Diabetic hyperglycemia increases brain damage after cerebral ischemia, although the underlining mechanisms remain unclear. Some experimental evidences of the high glucose effects on the cell death were shown on the necrotic condition by hypoxia. This study was performed to evaluate the effect of high glucose on hypoxia-induced apoptotic cell death in PC12 cells. PC12 cells exposed to various concen- trations of glucose were evaluated after incubation for 6 hr in hypoxia pouch and reoxygenated for another 18 hr. Apoptotic cell deaths were evaluated by DNA fragmentation on the agarose gel electrophoresis. The apoptosis was quantified with Boehringer-Mannheim apoptotic elisa kit and MTT assay. The generation of reactive oxygen species (ROS) was measured by dichlorofluorescein fluorescence of cells treated with hypoxia for 6 hr. Membrane lipid peroxidation of cells was measured by thiobarbituric acid (TBA) method. DNA fragmentation was noted on the agrose gel electrophoresis in the PC12 cells with 5 mM glucose treated with hypoxia for 6 hr and reoxygenation for another 18 hr.

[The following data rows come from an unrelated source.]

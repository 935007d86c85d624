//! Domain event payloads
//!
//! The event set is closed and stable: names are immutable, fields are
//! additive-only, and a breaking change introduces a V2 name instead
//! of mutating an existing payload. Payloads are self-contained so a
//! consumer can rebuild state from the log alone.

use chrono::NaiveDate;
use paycore_core::{
    AccountId, Amount, AttemptId, Direction, EntryId, ErrorOrigin, EventCategory, EventId,
    GateOutcome, GateReason, GateType, InstructionId, LegalEntityId, LiabilityEventId,
    LiabilityParty, PayeeType, PaymentPurpose, Rail, RecoveryPath, ReservationId, ReserveType,
    SettlementEventId, TenantId,
};
use serde::{Deserialize, Serialize};

/// The closed set of domain events
#[derive(Debug, Clone, PartialEq, Serialize, Deserialize)]
#[serde(tag = "event_type")]
pub enum DomainEvent {
    PaymentInstructionCreated {
        instruction_id: InstructionId,
        legal_entity_id: LegalEntityId,
        purpose: PaymentPurpose,
        direction: Direction,
        amount: Amount,
        payee_type: PayeeType,
        payee_ref: String,
        source_type: String,
        source_id: String,
    },
    PaymentSubmitted {
        instruction_id: InstructionId,
        attempt_id: AttemptId,
        rail: Rail,
        provider: String,
        provider_request_id: String,
        estimated_settlement_date: Option<NaiveDate>,
    },
    PaymentAccepted {
        instruction_id: InstructionId,
        attempt_id: AttemptId,
        provider: String,
        provider_request_id: String,
    },
    PaymentSettled {
        instruction_id: InstructionId,
        settlement_event_id: SettlementEventId,
        amount: Amount,
        effective_date: NaiveDate,
        external_trace_id: String,
    },
    PaymentReturned {
        instruction_id: InstructionId,
        settlement_event_id: SettlementEventId,
        amount: Amount,
        return_code: String,
        return_reason: Option<String>,
        liability_party: Option<LiabilityParty>,
    },
    PaymentFailed {
        instruction_id: InstructionId,
        attempt_id: Option<AttemptId>,
        provider: Option<String>,
        failure_reason: String,
        failure_code: Option<String>,
        retryable: bool,
    },
    LedgerEntryPosted {
        entry_id: EntryId,
        legal_entity_id: LegalEntityId,
        entry_type: String,
        debit_account: AccountId,
        credit_account: AccountId,
        amount: Amount,
    },
    LedgerEntryReversed {
        reversal_entry_id: EntryId,
        original_entry_id: EntryId,
        amount: Amount,
        reason: String,
    },
    ReservationCreated {
        reservation_id: ReservationId,
        account_id: AccountId,
        reserve_type: ReserveType,
        amount: Amount,
        source_ref: String,
    },
    ReservationReleased {
        reservation_id: ReservationId,
        account_id: AccountId,
        amount: Amount,
    },
    ReservationConsumed {
        reservation_id: ReservationId,
        account_id: AccountId,
        amount: Amount,
    },
    FundingBlocked {
        batch_ref: String,
        gate_type: GateType,
        outcome: GateOutcome,
        required_amount: Amount,
        available_amount: rust_decimal::Decimal,
        reasons: Vec<GateReason>,
    },
    LiabilityClassified {
        liability_event_id: LiabilityEventId,
        source_type: String,
        source_id: String,
        error_origin: ErrorOrigin,
        liability_party: LiabilityParty,
        recovery_path: RecoveryPath,
        loss_amount: Amount,
        return_code: Option<String>,
    },
    SettlementUnmatched {
        settlement_event_id: SettlementEventId,
        external_trace_id: String,
        amount: Amount,
        direction: Direction,
        reason: String,
    },
}

impl DomainEvent {
    /// Stable wire name, also used as the serde tag
    pub fn event_type(&self) -> &'static str {
        match self {
            Self::PaymentInstructionCreated { .. } => "PaymentInstructionCreated",
            Self::PaymentSubmitted { .. } => "PaymentSubmitted",
            Self::PaymentAccepted { .. } => "PaymentAccepted",
            Self::PaymentSettled { .. } => "PaymentSettled",
            Self::PaymentReturned { .. } => "PaymentReturned",
            Self::PaymentFailed { .. } => "PaymentFailed",
            Self::LedgerEntryPosted { .. } => "LedgerEntryPosted",
            Self::LedgerEntryReversed { .. } => "LedgerEntryReversed",
            Self::ReservationCreated { .. } => "ReservationCreated",
            Self::ReservationReleased { .. } => "ReservationReleased",
            Self::ReservationConsumed { .. } => "ReservationConsumed",
            Self::FundingBlocked { .. } => "FundingBlocked",
            Self::LiabilityClassified { .. } => "LiabilityClassified",
            Self::SettlementUnmatched { .. } => "SettlementUnmatched",
        }
    }

    /// Routing category
    pub fn category(&self) -> EventCategory {
        match self {
            Self::PaymentInstructionCreated { .. }
            | Self::PaymentSubmitted { .. }
            | Self::PaymentAccepted { .. }
            | Self::PaymentSettled { .. }
            | Self::PaymentReturned { .. }
            | Self::PaymentFailed { .. } => EventCategory::Payment,
            Self::LedgerEntryPosted { .. }
            | Self::LedgerEntryReversed { .. }
            | Self::ReservationCreated { .. }
            | Self::ReservationReleased { .. }
            | Self::ReservationConsumed { .. } => EventCategory::Ledger,
            Self::FundingBlocked { .. } => EventCategory::Funding,
            Self::LiabilityClassified { .. } => EventCategory::Liability,
            Self::SettlementUnmatched { .. } => EventCategory::Settlement,
        }
    }
}

/// Workflow identity attached to every recorded event.
///
/// `correlation_id` groups one business workflow (a payroll batch, a
/// reconciliation run); `causation_id` points at the event whose
/// handling directly produced the new one.
#[derive(Debug, Clone, Copy)]
pub struct EventContext {
    pub tenant_id: TenantId,
    pub correlation_id: uuid::Uuid,
    pub causation_id: Option<EventId>,
}

impl EventContext {
    /// Start a fresh workflow
    pub fn workflow(tenant_id: TenantId, correlation_id: uuid::Uuid) -> Self {
        Self {
            tenant_id,
            correlation_id,
            causation_id: None,
        }
    }

    /// Same workflow, caused by an observed event
    pub fn caused_by(&self, event_id: EventId) -> Self {
        Self {
            tenant_id: self.tenant_id,
            correlation_id: self.correlation_id,
            causation_id: Some(event_id),
        }
    }
}

#[cfg(test)]
mod tests {
    use super::*;
    use paycore_core::Amount;
    use rust_decimal_macros::dec;

    #[test]
    fn test_tag_matches_event_type() {
        let event = DomainEvent::LedgerEntryReversed {
            reversal_entry_id: EntryId::new(),
            original_entry_id: EntryId::new(),
            amount: Amount::new(dec!(4200)).unwrap(),
            reason: "return".into(),
        };
        let value = serde_json::to_value(&event).unwrap();
        assert_eq!(value["event_type"], "LedgerEntryReversed");
        assert_eq!(event.event_type(), "LedgerEntryReversed");
        assert_eq!(event.category(), EventCategory::Ledger);
    }

    #[test]
    fn test_payload_roundtrip() {
        let event = DomainEvent::SettlementUnmatched {
            settlement_event_id: SettlementEventId::new(),
            external_trace_id: "TRACE-9".into(),
            amount: Amount::new(dec!(10)).unwrap(),
            direction: Direction::Outbound,
            reason: "no_trace_match".into(),
        };
        let json = serde_json::to_string(&event).unwrap();
        let back: DomainEvent = serde_json::from_str(&json).unwrap();
        assert_eq!(event, back);
    }
}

The amount of DNA fragmentation was increased by 50% in the hypoxic cells with 20 mM glucose. ROS and TBA reactive materials were increased by hypoxia for 6 hr. The ROS and TBA reactive materials in hypoxic cells with 20 mM and 40 mM glucose were increased further. The cells only incubated with high glucose (40 mM) increased ROS production without cell injury and increasing of TBA reactive material. These data suggest that high glucose potentiates the hypoxic apoptosis by increase of ROS and membrane lipid peroxidation. The potentiation of ROS generation by high glucose may due to depletion of NADPH by aldose reductase reaction.